------ Supplied records ------
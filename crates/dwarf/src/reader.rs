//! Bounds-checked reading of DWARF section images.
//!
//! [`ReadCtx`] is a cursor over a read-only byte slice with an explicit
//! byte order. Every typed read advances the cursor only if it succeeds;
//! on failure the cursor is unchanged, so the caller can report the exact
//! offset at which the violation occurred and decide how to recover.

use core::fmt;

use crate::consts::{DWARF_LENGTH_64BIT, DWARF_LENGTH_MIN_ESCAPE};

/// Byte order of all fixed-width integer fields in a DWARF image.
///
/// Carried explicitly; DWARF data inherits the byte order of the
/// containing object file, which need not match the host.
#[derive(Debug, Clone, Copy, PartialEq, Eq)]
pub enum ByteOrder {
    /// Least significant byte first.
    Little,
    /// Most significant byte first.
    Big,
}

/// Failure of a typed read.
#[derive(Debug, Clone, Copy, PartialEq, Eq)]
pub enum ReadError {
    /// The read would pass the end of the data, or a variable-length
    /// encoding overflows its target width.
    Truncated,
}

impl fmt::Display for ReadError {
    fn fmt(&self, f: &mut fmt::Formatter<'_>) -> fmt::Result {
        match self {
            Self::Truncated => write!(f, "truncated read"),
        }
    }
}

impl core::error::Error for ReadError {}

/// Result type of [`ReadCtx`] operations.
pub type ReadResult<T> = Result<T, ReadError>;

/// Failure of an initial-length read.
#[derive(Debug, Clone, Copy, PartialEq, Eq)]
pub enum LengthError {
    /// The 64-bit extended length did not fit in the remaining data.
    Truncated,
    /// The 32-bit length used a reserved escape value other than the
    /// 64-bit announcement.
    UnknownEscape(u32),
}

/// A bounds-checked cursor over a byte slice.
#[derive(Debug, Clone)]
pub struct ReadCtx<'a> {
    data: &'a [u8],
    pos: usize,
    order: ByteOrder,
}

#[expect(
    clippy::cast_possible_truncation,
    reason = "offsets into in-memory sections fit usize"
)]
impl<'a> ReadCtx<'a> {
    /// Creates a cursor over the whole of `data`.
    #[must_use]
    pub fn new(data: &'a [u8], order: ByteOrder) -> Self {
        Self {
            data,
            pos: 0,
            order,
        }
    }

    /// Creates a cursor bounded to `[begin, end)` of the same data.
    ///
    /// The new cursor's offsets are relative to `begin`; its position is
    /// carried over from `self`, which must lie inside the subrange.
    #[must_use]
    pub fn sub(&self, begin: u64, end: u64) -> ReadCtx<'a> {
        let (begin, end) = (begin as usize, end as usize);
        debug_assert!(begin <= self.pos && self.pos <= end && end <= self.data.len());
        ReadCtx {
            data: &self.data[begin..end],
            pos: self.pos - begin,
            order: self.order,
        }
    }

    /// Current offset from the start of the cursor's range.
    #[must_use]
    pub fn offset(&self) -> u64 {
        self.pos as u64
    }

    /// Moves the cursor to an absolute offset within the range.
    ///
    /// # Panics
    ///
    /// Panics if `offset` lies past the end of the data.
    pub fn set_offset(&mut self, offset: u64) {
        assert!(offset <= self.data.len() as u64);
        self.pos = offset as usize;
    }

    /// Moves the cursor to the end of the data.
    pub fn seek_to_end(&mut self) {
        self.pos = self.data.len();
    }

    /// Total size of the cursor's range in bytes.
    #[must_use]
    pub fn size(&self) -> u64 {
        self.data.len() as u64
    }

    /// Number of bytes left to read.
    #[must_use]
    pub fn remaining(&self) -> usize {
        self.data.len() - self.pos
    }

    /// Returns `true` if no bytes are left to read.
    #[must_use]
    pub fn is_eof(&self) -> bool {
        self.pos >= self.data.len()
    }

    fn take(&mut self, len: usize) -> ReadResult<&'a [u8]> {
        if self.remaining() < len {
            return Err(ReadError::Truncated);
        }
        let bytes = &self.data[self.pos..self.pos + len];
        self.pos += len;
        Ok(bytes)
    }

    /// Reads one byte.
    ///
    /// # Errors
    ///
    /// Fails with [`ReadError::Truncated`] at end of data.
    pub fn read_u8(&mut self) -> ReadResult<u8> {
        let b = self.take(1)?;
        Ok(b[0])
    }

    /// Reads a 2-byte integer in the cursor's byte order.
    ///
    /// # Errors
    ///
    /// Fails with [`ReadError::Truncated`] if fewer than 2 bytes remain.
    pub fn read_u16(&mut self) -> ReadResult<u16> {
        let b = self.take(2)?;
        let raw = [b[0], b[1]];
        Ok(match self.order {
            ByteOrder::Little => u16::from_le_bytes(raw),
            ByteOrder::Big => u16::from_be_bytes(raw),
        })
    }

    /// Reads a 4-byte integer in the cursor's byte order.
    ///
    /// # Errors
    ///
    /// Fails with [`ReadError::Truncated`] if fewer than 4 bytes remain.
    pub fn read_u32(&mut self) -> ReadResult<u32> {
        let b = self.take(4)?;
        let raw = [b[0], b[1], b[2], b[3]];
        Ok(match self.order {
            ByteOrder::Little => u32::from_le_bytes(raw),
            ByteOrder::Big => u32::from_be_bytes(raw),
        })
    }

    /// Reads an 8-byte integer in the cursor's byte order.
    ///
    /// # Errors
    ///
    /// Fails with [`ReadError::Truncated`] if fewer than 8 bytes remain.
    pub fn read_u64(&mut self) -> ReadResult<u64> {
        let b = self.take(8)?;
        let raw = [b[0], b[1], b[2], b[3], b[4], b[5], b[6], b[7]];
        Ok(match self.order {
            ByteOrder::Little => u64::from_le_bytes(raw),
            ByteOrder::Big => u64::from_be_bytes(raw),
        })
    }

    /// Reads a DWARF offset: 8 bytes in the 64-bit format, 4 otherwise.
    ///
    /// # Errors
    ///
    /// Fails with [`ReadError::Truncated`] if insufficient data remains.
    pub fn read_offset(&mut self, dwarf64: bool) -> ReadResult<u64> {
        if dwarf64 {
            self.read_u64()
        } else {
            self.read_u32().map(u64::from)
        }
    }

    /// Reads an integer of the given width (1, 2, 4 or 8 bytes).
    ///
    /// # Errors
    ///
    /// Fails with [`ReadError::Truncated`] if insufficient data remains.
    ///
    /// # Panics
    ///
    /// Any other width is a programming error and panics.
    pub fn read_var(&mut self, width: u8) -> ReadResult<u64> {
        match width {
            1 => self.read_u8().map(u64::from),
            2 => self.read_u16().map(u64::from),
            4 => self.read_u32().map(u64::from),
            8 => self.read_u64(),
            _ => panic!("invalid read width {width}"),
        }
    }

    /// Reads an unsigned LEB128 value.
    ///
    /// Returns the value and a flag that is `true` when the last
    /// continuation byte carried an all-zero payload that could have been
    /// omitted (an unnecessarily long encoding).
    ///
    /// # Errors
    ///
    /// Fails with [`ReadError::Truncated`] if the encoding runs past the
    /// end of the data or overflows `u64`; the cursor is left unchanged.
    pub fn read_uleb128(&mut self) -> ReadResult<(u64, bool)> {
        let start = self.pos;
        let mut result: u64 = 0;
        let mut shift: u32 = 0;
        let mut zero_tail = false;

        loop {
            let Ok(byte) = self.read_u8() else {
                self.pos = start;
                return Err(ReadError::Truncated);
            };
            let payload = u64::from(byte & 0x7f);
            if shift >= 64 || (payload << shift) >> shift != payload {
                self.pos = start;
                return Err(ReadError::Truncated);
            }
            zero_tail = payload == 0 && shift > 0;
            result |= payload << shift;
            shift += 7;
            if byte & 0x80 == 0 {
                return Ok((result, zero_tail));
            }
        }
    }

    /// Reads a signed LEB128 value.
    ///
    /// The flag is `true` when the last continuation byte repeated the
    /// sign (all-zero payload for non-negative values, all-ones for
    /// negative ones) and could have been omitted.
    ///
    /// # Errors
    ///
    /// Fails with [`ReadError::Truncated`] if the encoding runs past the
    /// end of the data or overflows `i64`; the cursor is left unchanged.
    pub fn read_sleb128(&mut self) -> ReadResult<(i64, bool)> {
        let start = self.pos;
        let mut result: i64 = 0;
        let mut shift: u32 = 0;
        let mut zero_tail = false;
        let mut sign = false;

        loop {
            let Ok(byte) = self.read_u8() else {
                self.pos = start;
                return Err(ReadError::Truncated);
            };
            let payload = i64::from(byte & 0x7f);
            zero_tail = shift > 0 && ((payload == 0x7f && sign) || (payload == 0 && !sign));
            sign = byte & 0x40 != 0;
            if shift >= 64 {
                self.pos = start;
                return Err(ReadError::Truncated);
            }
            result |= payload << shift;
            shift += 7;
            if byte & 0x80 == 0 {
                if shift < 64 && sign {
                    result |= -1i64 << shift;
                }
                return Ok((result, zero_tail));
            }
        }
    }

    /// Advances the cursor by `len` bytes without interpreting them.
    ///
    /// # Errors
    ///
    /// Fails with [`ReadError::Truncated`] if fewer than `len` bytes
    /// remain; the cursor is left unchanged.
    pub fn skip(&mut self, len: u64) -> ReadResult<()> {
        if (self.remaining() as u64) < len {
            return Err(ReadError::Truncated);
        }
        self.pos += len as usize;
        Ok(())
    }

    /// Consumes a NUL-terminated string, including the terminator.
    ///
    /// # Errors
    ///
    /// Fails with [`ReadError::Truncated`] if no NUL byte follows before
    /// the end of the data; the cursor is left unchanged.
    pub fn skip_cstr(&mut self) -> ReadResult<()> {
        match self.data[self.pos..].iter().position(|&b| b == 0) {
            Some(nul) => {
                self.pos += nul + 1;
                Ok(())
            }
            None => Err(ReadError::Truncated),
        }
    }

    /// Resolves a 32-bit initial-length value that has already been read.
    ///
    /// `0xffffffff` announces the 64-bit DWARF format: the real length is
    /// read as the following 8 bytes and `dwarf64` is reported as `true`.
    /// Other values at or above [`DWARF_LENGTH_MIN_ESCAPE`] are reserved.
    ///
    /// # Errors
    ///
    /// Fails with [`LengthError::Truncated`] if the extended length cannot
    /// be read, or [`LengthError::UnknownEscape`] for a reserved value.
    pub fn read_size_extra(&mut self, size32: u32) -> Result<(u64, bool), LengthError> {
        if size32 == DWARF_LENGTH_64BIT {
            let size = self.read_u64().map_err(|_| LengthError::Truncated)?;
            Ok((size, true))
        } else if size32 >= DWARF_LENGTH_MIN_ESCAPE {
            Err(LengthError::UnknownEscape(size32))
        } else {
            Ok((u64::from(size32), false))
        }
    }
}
------
------ Supplied records ------
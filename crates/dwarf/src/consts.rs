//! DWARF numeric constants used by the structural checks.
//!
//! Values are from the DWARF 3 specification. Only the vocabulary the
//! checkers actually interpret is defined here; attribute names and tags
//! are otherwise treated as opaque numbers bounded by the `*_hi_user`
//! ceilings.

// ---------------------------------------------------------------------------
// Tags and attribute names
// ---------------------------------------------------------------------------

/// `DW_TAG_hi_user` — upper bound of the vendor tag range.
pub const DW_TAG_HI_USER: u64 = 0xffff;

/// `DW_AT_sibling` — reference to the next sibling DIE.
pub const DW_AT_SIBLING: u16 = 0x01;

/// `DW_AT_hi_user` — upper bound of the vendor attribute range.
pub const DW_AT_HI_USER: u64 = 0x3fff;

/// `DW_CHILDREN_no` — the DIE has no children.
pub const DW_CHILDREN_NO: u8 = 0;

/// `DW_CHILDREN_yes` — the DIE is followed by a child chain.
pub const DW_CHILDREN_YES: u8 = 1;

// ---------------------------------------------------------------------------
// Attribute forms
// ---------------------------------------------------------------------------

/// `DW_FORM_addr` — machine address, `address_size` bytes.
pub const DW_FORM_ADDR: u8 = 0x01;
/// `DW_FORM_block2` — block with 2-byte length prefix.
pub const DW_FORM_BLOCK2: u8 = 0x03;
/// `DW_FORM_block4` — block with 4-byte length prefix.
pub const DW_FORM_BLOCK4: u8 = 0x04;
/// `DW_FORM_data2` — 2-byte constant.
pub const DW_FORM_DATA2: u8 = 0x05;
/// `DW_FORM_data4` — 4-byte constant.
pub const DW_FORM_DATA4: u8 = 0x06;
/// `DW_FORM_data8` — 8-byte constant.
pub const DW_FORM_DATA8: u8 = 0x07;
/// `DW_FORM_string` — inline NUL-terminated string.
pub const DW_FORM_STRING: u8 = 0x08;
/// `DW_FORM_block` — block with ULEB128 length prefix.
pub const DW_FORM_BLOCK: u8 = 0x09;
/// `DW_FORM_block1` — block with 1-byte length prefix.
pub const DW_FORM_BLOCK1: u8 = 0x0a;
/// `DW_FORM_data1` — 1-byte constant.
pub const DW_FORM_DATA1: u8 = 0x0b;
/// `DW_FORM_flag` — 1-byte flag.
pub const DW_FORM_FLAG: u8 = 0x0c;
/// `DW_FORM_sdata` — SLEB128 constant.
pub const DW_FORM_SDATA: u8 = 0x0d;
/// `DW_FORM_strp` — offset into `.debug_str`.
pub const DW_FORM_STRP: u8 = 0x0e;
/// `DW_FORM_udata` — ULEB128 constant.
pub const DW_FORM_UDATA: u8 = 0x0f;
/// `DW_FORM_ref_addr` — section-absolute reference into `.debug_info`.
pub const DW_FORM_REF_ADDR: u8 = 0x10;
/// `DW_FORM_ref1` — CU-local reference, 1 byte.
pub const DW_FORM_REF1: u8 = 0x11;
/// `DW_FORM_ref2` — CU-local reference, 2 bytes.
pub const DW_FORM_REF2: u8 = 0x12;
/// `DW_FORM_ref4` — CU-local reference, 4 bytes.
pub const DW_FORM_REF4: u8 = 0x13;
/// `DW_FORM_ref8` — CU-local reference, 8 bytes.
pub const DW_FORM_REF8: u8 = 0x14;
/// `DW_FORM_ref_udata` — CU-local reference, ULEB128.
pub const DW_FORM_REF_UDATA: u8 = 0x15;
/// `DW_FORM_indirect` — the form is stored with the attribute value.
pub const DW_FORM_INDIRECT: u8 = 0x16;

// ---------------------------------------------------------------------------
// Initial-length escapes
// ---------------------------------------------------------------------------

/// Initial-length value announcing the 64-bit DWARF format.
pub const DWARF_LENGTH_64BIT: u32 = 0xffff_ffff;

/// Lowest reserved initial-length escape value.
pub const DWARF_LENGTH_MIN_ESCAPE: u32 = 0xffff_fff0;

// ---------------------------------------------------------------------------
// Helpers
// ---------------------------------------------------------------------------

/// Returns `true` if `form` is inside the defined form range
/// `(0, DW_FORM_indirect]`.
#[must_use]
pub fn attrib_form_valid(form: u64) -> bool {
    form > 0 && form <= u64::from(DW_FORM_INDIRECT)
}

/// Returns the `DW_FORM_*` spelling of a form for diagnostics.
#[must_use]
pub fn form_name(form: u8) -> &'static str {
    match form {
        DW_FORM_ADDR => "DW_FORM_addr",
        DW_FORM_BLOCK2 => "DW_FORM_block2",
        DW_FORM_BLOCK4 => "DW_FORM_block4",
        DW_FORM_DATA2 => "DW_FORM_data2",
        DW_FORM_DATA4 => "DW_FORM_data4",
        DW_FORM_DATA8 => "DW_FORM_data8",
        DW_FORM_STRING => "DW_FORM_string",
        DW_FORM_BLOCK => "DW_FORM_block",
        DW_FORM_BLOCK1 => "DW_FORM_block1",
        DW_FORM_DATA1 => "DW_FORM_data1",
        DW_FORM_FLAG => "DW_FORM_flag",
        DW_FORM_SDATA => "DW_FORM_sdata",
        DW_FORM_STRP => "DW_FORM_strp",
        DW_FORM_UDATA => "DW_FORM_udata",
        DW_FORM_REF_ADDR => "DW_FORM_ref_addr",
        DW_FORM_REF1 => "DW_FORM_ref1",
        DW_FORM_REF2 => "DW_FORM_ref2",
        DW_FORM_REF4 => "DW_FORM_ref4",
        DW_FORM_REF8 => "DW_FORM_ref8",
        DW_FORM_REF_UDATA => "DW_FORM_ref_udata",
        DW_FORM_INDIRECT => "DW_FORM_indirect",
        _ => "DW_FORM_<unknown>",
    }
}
------
Exercise requirements:
Extract exactly and only the lines above from the line containing "filename crates/dwarf/src/reader.rs" through the line containing "match the host.", both end lines included.

Written response:
filename crates/dwarf/src/reader.rs
//! Bounds-checked reading of DWARF section images.
//!
//! [`ReadCtx`] is a cursor over a read-only byte slice with an explicit
//! byte order. Every typed read advances the cursor only if it succeeds;
//! on failure the cursor is unchanged, so the caller can report the exact
//! offset at which the violation occurred and decide how to recover.

use core::fmt;

use crate::consts::{DWARF_LENGTH_64BIT, DWARF_LENGTH_MIN_ESCAPE};

/// Byte order of all fixed-width integer fields in a DWARF image.
///
/// Carried explicitly; DWARF data inherits the byte order of the
/// containing object file, which need not match the host.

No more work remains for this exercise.